I connected to EJ right away. We had some mutual friends from Los Angeles. I started to hang out with him. He helped me a lot adjusting to the high level in the ACB

You began the 2018-2019 season with famous team BC Partizan NiS Beograd (Serbia-KLS). What do you remember from this brief stay and why was your stay so short?


I remember the Partizan fans as being crazy and intense. I was signed by a previous coach. When I got there, he resigned. The new coach brought a player with him and had a different style. There was no room for me. 

You finished the 2018-2019 season with the Lakeland Magic (NBA G League) playing 27 games averaging 12.9ppg, 5.4rpg, 2.3apg, 1.0spg, FGP: 47.0%, 3PT: 35.2%, FT: 81.1%. That team had some good scorers. How much of a challenge is it in general to stand out for the NBA when the team has so many good players?


I think that it’s tough on any team. It is tough to stand out on a losing team, because no one really knows who really contributed. I think that the NBA will notice that 13 or 14 point scorer on a winning team first before that 19 or 20 point scorer on a losing team. We really had it together on that team. Most G-League teams aren’t that together. 

You played the 2017-2018 season primarily for the at Iowa Wolves (NBA G League) playing 45 games averaging 18.9ppg, 4.8rpg, 3.6apg, FGP: 49.0%, 3PT: 40.4%, FT: 79.7%, but you did play an NBA game for the Minnesota Timberwolves. How disappointing was it not getting more of an NBA run that season considering the G-League stats that you put up having 3 30 point games in November?


It was definitely disappointing not getting more of a look. That was my third year and I really felt like I was ready to make an impact. The opportunity just didn’t come and that’s life. 

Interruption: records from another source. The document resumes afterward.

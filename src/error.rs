use core::fmt;
use std::io;

/// A structured error code identifying why an encode or decode call failed.
///
/// Codes are string-free and `Copy` so they can be matched on directly in hot paths.
#[derive(Debug, Clone, Copy, PartialEq, Eq)]
#[non_exhaustive]
pub enum ErrorCode {
    /// Invalid configured limits.
    InvalidLimits,

    /// Unexpected end of input while decoding.
    UnexpectedEof,
    /// The underlying reader or writer failed.
    Io(io::ErrorKind),
    /// A length or counter does not fit the platform word size.
    LengthOverflow,
    /// Input contains bytes after the single CBOR value.
    TrailingBytes,

    /// Reserved (28..30) or indefinite-length (31) additional information.
    MalformedHeader,
    /// An argument was not encoded in its shortest form.
    NonCanonicalEncoding,

    /// A string, byte string or array exceeds its length bound.
    TooLong,
    /// A map, record or bignum exceeds its size bound.
    TooLarge,
    /// The value has a different major type (or tag) than the one expected.
    WrongMajorType,
    /// An integer does not fit the destination width.
    Overflow,
    /// A tuple record or fixed-size array has the wrong number of elements.
    ArityMismatch,
    /// A simple value other than `false`/`true` was found where a boolean was expected.
    BadBoolean,
    /// Text string is not valid UTF-8.
    Utf8Invalid,
    /// Map builder keys were not supplied in canonical order.
    NonCanonicalMapOrder,

    /// A CID payload does not start with the binary multibase marker `0x00`.
    UnsupportedMultibase,
    /// The undefined CID sentinel was encoded, or an empty CID was decoded.
    UndefinedLink,
    /// A [`crate::Deferred`] that never captured a value was encoded.
    PristineDeferred,
}

/// A codec error with a stable code and the byte offset where it was detected.
///
/// For decode errors `offset` is the input position of the offending header; for encode errors
/// it is the number of bytes already written to the sink.
#[derive(Debug, Clone, Copy, PartialEq, Eq)]
pub struct CborError {
    /// The error code.
    pub code: ErrorCode,
    /// Byte offset where the error was detected.
    pub offset: u64,
}

impl CborError {
    /// Construct an error with `code` at `offset`.
    #[inline]
    #[must_use]
    pub const fn new(code: ErrorCode, offset: u64) -> Self {
        Self { code, offset }
    }

    pub(crate) fn from_io(err: &io::Error, offset: u64) -> Self {
        let code = match err.kind() {
            io::ErrorKind::UnexpectedEof => ErrorCode::UnexpectedEof,
            kind => ErrorCode::Io(kind),
        };
        Self::new(code, offset)
    }
}

impl fmt::Display for CborError {
    fn fmt(&self, f: &mut fmt::Formatter<'_>) -> fmt::Result {
        let msg = match self.code {
            ErrorCode::InvalidLimits => "invalid CBOR limits",

            ErrorCode::UnexpectedEof => "unexpected end of input",
            ErrorCode::Io(kind) => {
                return write!(f, "cbor i/o failed at {}: {kind}", self.offset);
            }
            ErrorCode::LengthOverflow => "length overflow",
            ErrorCode::TrailingBytes => "trailing bytes after single CBOR item",

            ErrorCode::MalformedHeader => "malformed header (reserved or indefinite length)",
            ErrorCode::NonCanonicalEncoding => "non-canonical integer/length encoding",

            ErrorCode::TooLong => "length exceeds maximum allowed",
            ErrorCode::TooLarge => "container exceeds maximum allowed size",
            ErrorCode::WrongMajorType => "unexpected major type",
            ErrorCode::Overflow => "integer overflows destination width",
            ErrorCode::ArityMismatch => "wrong number of elements",
            ErrorCode::BadBoolean => "booleans must be simple value 20 or 21",
            ErrorCode::Utf8Invalid => "text must be valid UTF-8",
            ErrorCode::NonCanonicalMapOrder => "map keys not in canonical order",

            ErrorCode::UnsupportedMultibase => "cbor serialized CIDs must have binary multibase",
            ErrorCode::UndefinedLink => "undefined cid",
            ErrorCode::PristineDeferred => "cannot encode deferred value that was never populated",
        };
        write!(f, "cbor failed at {}: {msg}", self.offset)
    }
}

impl std::error::Error for CborError {}

#[cfg(test)]
mod tests {
    use super::*;

    #[test]
    fn io_eof_maps_to_unexpected_eof() {
        let err = io::Error::from(io::ErrorKind::UnexpectedEof);
        assert_eq!(CborError::from_io(&err, 3).code, ErrorCode::UnexpectedEof);

        let err = io::Error::from(io::ErrorKind::BrokenPipe);
        assert_eq!(
            CborError::from_io(&err, 0).code,
            ErrorCode::Io(io::ErrorKind::BrokenPipe)
        );
    }

    #[test]
    fn display_includes_offset() {
        let err = CborError::new(ErrorCode::NonCanonicalEncoding, 7);
        assert_eq!(
            err.to_string(),
            "cbor failed at 7: non-canonical integer/length encoding"
        );
    }
}
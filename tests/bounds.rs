use std::collections::BTreeMap;

use cborgen::header::{encode_header, Major};
use cborgen::{
    decode_from_slice, encode_to_vec, validate, BigInt, CborDecode, CborEncode, Decoder, Deferred,
    Encoder, ErrorCode, Limits, BYTE_ARRAY_MAX_LEN, MAX_BIGINT_LEN, MAX_LENGTH, MAX_MAP_LEN,
};

fn tstr_encoded(len: usize) -> Vec<u8> {
    let mut out = encode_header(Major::TextString, len as u64).as_bytes().to_vec();
    out.extend(std::iter::repeat(b'x').take(len));
    out
}

fn bstr_encoded(len: usize) -> Vec<u8> {
    let mut out = encode_header(Major::ByteString, len as u64).as_bytes().to_vec();
    out.resize(out.len() + len, 0xaa);
    out
}

// `n` entries keyed k0000, k0001, ...; equal-length keys sort byte-wise.
fn wide_record(enc: &mut Encoder, n: usize) -> Result<(), cborgen::CborError> {
    enc.record(n, |m| {
        for i in 0..n {
            m.value(&format!("k{i:04}"), &0u8)?;
        }
        Ok(())
    })
}

#[test]
fn text_at_limit_is_accepted() {
    let s = "x".repeat(MAX_LENGTH);
    let bytes = encode_to_vec(&s).unwrap();
    assert_eq!(bytes, tstr_encoded(MAX_LENGTH));
    assert_eq!(decode_from_slice::<String>(&bytes).unwrap(), s);
}

#[test]
fn text_over_limit_is_too_long_both_ways() {
    let s = "x".repeat(MAX_LENGTH + 1);
    let err = encode_to_vec(&s).unwrap_err();
    assert_eq!(err.code, ErrorCode::TooLong);
    assert_eq!(err.offset, 0);

    let err = decode_from_slice::<String>(&tstr_encoded(MAX_LENGTH + 1)).unwrap_err();
    assert_eq!(err.code, ErrorCode::TooLong);
    assert_eq!(err.offset, 0);
}

#[test]
fn declared_length_is_checked_before_reading() {
    // claims 2^32 bytes; nothing follows
    let bytes = [0x5b, 0x00, 0x00, 0x00, 0x01, 0x00, 0x00, 0x00, 0x00];
    let err = decode_from_slice::<Vec<u8>>(&bytes).unwrap_err();
    assert_eq!(err.code, ErrorCode::TooLong);

    let bytes = [0x9a, 0x00, 0x10, 0x00, 0x00];
    let err = decode_from_slice::<Vec<u64>>(&bytes).unwrap_err();
    assert_eq!(err.code, ErrorCode::TooLong);
    assert_eq!(validate(&bytes).unwrap_err().code, ErrorCode::TooLong);
}

#[test]
fn oversized_maps_are_too_large() {
    let mut bytes = encode_header(Major::Map, (MAX_MAP_LEN + 1) as u64).as_bytes().to_vec();
    bytes.push(0x00);
    let err = decode_from_slice::<BTreeMap<String, u8>>(&bytes).unwrap_err();
    assert_eq!(err.code, ErrorCode::TooLarge);
    assert_eq!(validate(&bytes).unwrap_err().code, ErrorCode::TooLarge);
}

#[test]
fn bytes_at_limit_are_accepted() {
    let b = vec![0xaau8; BYTE_ARRAY_MAX_LEN];
    let bytes = encode_to_vec(&b).unwrap();
    assert_eq!(bytes, bstr_encoded(BYTE_ARRAY_MAX_LEN));
    assert_eq!(decode_from_slice::<Vec<u8>>(&bytes).unwrap(), b);
}

#[test]
fn bytes_over_limit_are_too_long_both_ways() {
    let err = encode_to_vec(&vec![0xaau8; BYTE_ARRAY_MAX_LEN + 1]).unwrap_err();
    assert_eq!(err.code, ErrorCode::TooLong);
    assert_eq!(err.offset, 0);

    let bytes = bstr_encoded(BYTE_ARRAY_MAX_LEN + 1);
    let err = decode_from_slice::<Vec<u8>>(&bytes).unwrap_err();
    assert_eq!(err.code, ErrorCode::TooLong);
    assert_eq!(err.offset, 0);
    assert_eq!(validate(&bytes).unwrap_err().code, ErrorCode::TooLong);
}

#[test]
fn map_builder_over_limit_is_too_large() {
    let mut enc = Encoder::new();
    let err = enc.map(MAX_MAP_LEN + 1, |_| Ok(())).unwrap_err();
    assert_eq!(err.code, ErrorCode::TooLarge);
    assert_eq!(err.offset, 0);
    assert!(enc.as_bytes().is_empty());

    let mut enc = Encoder::new();
    enc.map(0, |_| Ok(())).unwrap();
    assert_eq!(enc.as_bytes(), [0xa0]);
}

#[test]
fn bigint_magnitude_limit_both_ways() {
    let at_limit = BigInt::from_be_bytes(&vec![0x01; MAX_BIGINT_LEN]);
    let bytes = encode_to_vec(&at_limit).unwrap();
    assert_eq!(decode_from_slice::<BigInt>(&bytes).unwrap(), at_limit);

    let over = BigInt::from_be_bytes(&vec![0x01; MAX_BIGINT_LEN + 1]);
    assert_eq!(encode_to_vec(&over).unwrap_err().code, ErrorCode::TooLarge);

    let mut bytes = vec![0xc2];
    bytes.extend(bstr_encoded(MAX_BIGINT_LEN + 1));
    let err = decode_from_slice::<BigInt>(&bytes).unwrap_err();
    assert_eq!(err.code, ErrorCode::TooLarge);
    assert_eq!(err.offset, 1);
}

#[test]
fn records_are_bounded_by_record_entries() {
    let mut enc = Encoder::new();
    wide_record(&mut enc, MAX_MAP_LEN + 1).unwrap();
    assert_eq!(&enc.as_bytes()[..3], [0xb9, 0x10, 0x01]);

    let limit = Limits::default().max_record_entries;
    let err = wide_record(&mut Encoder::new(), limit + 1).unwrap_err();
    assert_eq!(err.code, ErrorCode::TooLarge);
    assert_eq!(err.offset, 0);
}

#[derive(Debug, Default, PartialEq, CborEncode, CborDecode)]
struct Holder {
    body: Option<Deferred>,
    tag: u8,
}

#[test]
fn wide_records_pass_structural_walks() {
    let mut enc = Encoder::new();
    wide_record(&mut enc, 5000).unwrap();
    let wide = enc.into_vec();
    validate(&wide).unwrap();

    // { "body": wide, "extra": wide, "tag": 7 }
    let mut enc = Encoder::new();
    enc.map(3, |m| {
        m.entry("tag", |e| e.uint(7))?;
        m.entry("body", |e| e.write_raw(&wide))?;
        m.entry("extra", |e| e.write_raw(&wide))
    })
    .unwrap();
    let bytes = enc.into_vec();

    let holder = decode_from_slice::<Holder>(&bytes).unwrap();
    assert_eq!(holder.tag, 7);
    let body = holder.body.unwrap();
    assert_eq!(body.as_bytes(), wide.as_slice());

    let mut dec = Decoder::new(bytes.as_slice());
    dec.skip_value().unwrap();

    let err = decode_from_slice::<BTreeMap<String, u8>>(&wide).unwrap_err();
    assert_eq!(err.code, ErrorCode::TooLarge);
}

#[test]
fn custom_limits_apply_to_nested_values() {
    let limits = Limits { max_text_len: 4, ..Limits::default() };
    // [[ "hello" ]]
    let bytes = [0x81, 0x81, 0x65, b'h', b'e', b'l', b'l', b'o'];
    let mut dec = Decoder::with_limits(bytes.as_slice(), limits).unwrap();
    let err = Vec::<Vec<String>>::decode(&mut dec).unwrap_err();
    assert_eq!(err.code, ErrorCode::TooLong);
    assert_eq!(err.offset, 2);

    let mut dec = Decoder::with_limits(bytes.as_slice(), limits).unwrap();
    let err = dec.skip_value().unwrap_err();
    assert_eq!(err.code, ErrorCode::TooLong);
}

#[test]
fn encoder_limits_are_configurable() {
    let limits = Limits { max_array_len: 2, ..Limits::default() };
    let mut enc = Encoder::new().with_limits(limits).unwrap();
    let err = enc.value(&vec![1u16, 2, 3]).unwrap_err();
    assert_eq!(err.code, ErrorCode::TooLong);
}

#[test]
fn inconsistent_limits_are_invalid() {
    let limits = Limits { max_scan_cid_len: 600, ..Limits::default() };
    assert_eq!(limits.validate().unwrap_err().code, ErrorCode::InvalidLimits);
    assert!(Decoder::with_limits(b"".as_slice(), limits).is_err());
    assert!(Encoder::new().with_limits(Limits { max_cid_len: 1, ..limits }).is_err());
}

#[test]
fn builder_arity_is_enforced() {
    let mut enc = Encoder::new();
    let err = enc.array(2, |a| a.value(&1u8)).unwrap_err();
    assert_eq!(err.code, ErrorCode::ArityMismatch);

    let mut enc = Encoder::new();
    let err = enc
        .map(2, |m| {
            m.value("b", &1u8)?;
            m.value("a", &2u8)
        })
        .unwrap_err();
    assert_eq!(err.code, ErrorCode::NonCanonicalMapOrder);
}

#[test]
fn invalid_utf8_is_rejected() {
    let err = decode_from_slice::<String>(&[0x62, 0xc3, 0x28]).unwrap_err();
    assert_eq!(err.code, ErrorCode::Utf8Invalid);
}
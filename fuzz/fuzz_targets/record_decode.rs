#![no_main]

use libfuzzer_sys::fuzz_target;

use cborgen::{decode_from_slice, encode_to_vec, BigInt, CborDecode, CborEncode, Cid};

#[derive(Debug, Default, PartialEq, CborEncode, CborDecode)]
#[cbor(tuple)]
struct Header {
    version: u8,
    parent: Option<Cid>,
}

#[derive(Debug, Default, PartialEq, CborEncode, CborDecode)]
struct Record {
    header: Header,
    name: String,
    tags: Vec<String>,
    weight: BigInt,
    delta: i32,
}

fuzz_target!(|data: &[u8]| {
    // Decoded records re-encode canonically and decode back to the same value.
    if let Ok(rec) = decode_from_slice::<Record>(data) {
        let out = encode_to_vec(&rec).expect("re-encode");
        let again: Record = decode_from_slice(&out).expect("decode re-encoded");
        assert_eq!(again, rec);
    }
});
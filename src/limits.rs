use crate::{CborError, ErrorCode};

/// Maximum text string length, array length and tuple arity.
pub const MAX_LENGTH: usize = 8192;

/// Maximum byte string length (2 MiB).
pub const BYTE_ARRAY_MAX_LEN: usize = 2 << 20;

/// Maximum number of entries in a `map<string, T>` value.
pub const MAX_MAP_LEN: usize = 4096;

/// Maximum length of a tagged CID payload, multibase marker included.
pub const MAX_CID_LEN: usize = 512;

/// Maximum CID payload length the link scanner will buffer.
pub const MAX_SCAN_CID_LEN: usize = 100;

/// Maximum bignum magnitude length in bytes.
pub const MAX_BIGINT_LEN: usize = 256;

/// Resource bounds enforced by [`crate::Encoder`] and [`crate::Decoder`].
///
/// The defaults are the wire constants every producer and consumer agrees on. Tightening them is
/// safe for decoding untrusted input; loosening them produces bytes other peers may reject.
#[derive(Debug, Clone, Copy, PartialEq, Eq)]
pub struct Limits {
    /// Maximum text string length in UTF-8 bytes.
    pub max_text_len: usize,
    /// Maximum byte string length.
    pub max_bytes_len: usize,
    /// Maximum array length (elements).
    pub max_array_len: usize,
    /// Maximum `map<string, T>` length (entries).
    pub max_map_len: usize,
    /// Maximum number of entries in a map-represented record.
    ///
    /// Structural walks (link scan, skip, [`crate::Deferred`] capture) cannot tell a record
    /// from a `map<string, T>`, so they accept the larger of this and `max_map_len`.
    pub max_record_entries: usize,
    /// Maximum CID payload length, multibase marker included.
    pub max_cid_len: usize,
    /// Maximum CID payload length accepted by the link scanner.
    pub max_scan_cid_len: usize,
    /// Maximum bignum magnitude length in bytes.
    pub max_bigint_len: usize,
}

impl Limits {
    /// The wire-format bounds.
    pub const DEFAULT: Self = Self {
        max_text_len: MAX_LENGTH,
        max_bytes_len: BYTE_ARRAY_MAX_LEN,
        max_array_len: MAX_LENGTH,
        max_map_len: MAX_MAP_LEN,
        max_record_entries: MAX_LENGTH,
        max_cid_len: MAX_CID_LEN,
        max_scan_cid_len: MAX_SCAN_CID_LEN,
        max_bigint_len: MAX_BIGINT_LEN,
    };

    /// Map bound applied by structural walks, which must admit both plain maps and records.
    #[must_use]
    pub const fn structural_map_len(&self) -> usize {
        if self.max_record_entries > self.max_map_len {
            self.max_record_entries
        } else {
            self.max_map_len
        }
    }

    /// Check the limits are usable.
    ///
    /// # Errors
    ///
    /// Returns `InvalidLimits` if the CID bounds cannot hold a marker byte plus one identifier
    /// byte, or if the scanner bound exceeds the general CID bound.
    pub const fn validate(self) -> Result<Self, CborError> {
        if self.max_cid_len < 2 || self.max_scan_cid_len < 2 {
            return Err(CborError::new(ErrorCode::InvalidLimits, 0));
        }
        if self.max_scan_cid_len > self.max_cid_len {
            return Err(CborError::new(ErrorCode::InvalidLimits, 0));
        }
        Ok(self)
    }
}

impl Default for Limits {
    fn default() -> Self {
        Self::DEFAULT
    }
}

#[cfg(test)]
mod tests {
    use super::*;

    #[test]
    fn default_limits_validate() {
        assert_eq!(Limits::DEFAULT.validate(), Ok(Limits::DEFAULT));
        assert_eq!(BYTE_ARRAY_MAX_LEN, 2_097_152);
    }

    #[test]
    fn scan_bound_above_cid_bound_is_rejected() {
        let limits = Limits {
            max_scan_cid_len: 600,
            ..Limits::DEFAULT
        };
        let err = limits.validate().unwrap_err();
        assert_eq!(err.code, ErrorCode::InvalidLimits);
    }

    #[test]
    fn structural_walks_take_the_wider_map_bound() {
        assert_eq!(Limits::DEFAULT.structural_map_len(), MAX_LENGTH);
        let limits = Limits {
            max_map_len: 10_000,
            ..Limits::DEFAULT
        };
        assert_eq!(limits.structural_map_len(), 10_000);
    }
}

In the 2016-2017 season you split time with the New Orleans Pelicans (NBA) playing 9 games averaging 3.8ppg, 2.9rpg, played also at Erie Bay Hawks (D-League) playing 24 games averaging 20.3ppg, 5.4rpg, 3.1apg, 1.0spg, FGP: 46.6%, 3PT: 46.7%, FT: 80.8%, in Jan.’17 agreed terms with Orlando Magic (NBA) playing 2 games averaging 4.5ppg, 3.5rpg, 1.0apg. How do you remember this season? You had 2 NBA opportunities and put up strong stats in the D-League. 


I moved around a lot that year. It was also the first time that I had lived outside of California. Overall it was a good year. I only wish that my NBA opportunity would have been longer. That was the first time in my career where I was the first offensive option. At Stanford I was the 3rd or 4th option. I learned to become a consistent scorer. It’s not easy to consistently score 20 points a game when everybody is watching you. I definitely became a better player and I improved the most that season. 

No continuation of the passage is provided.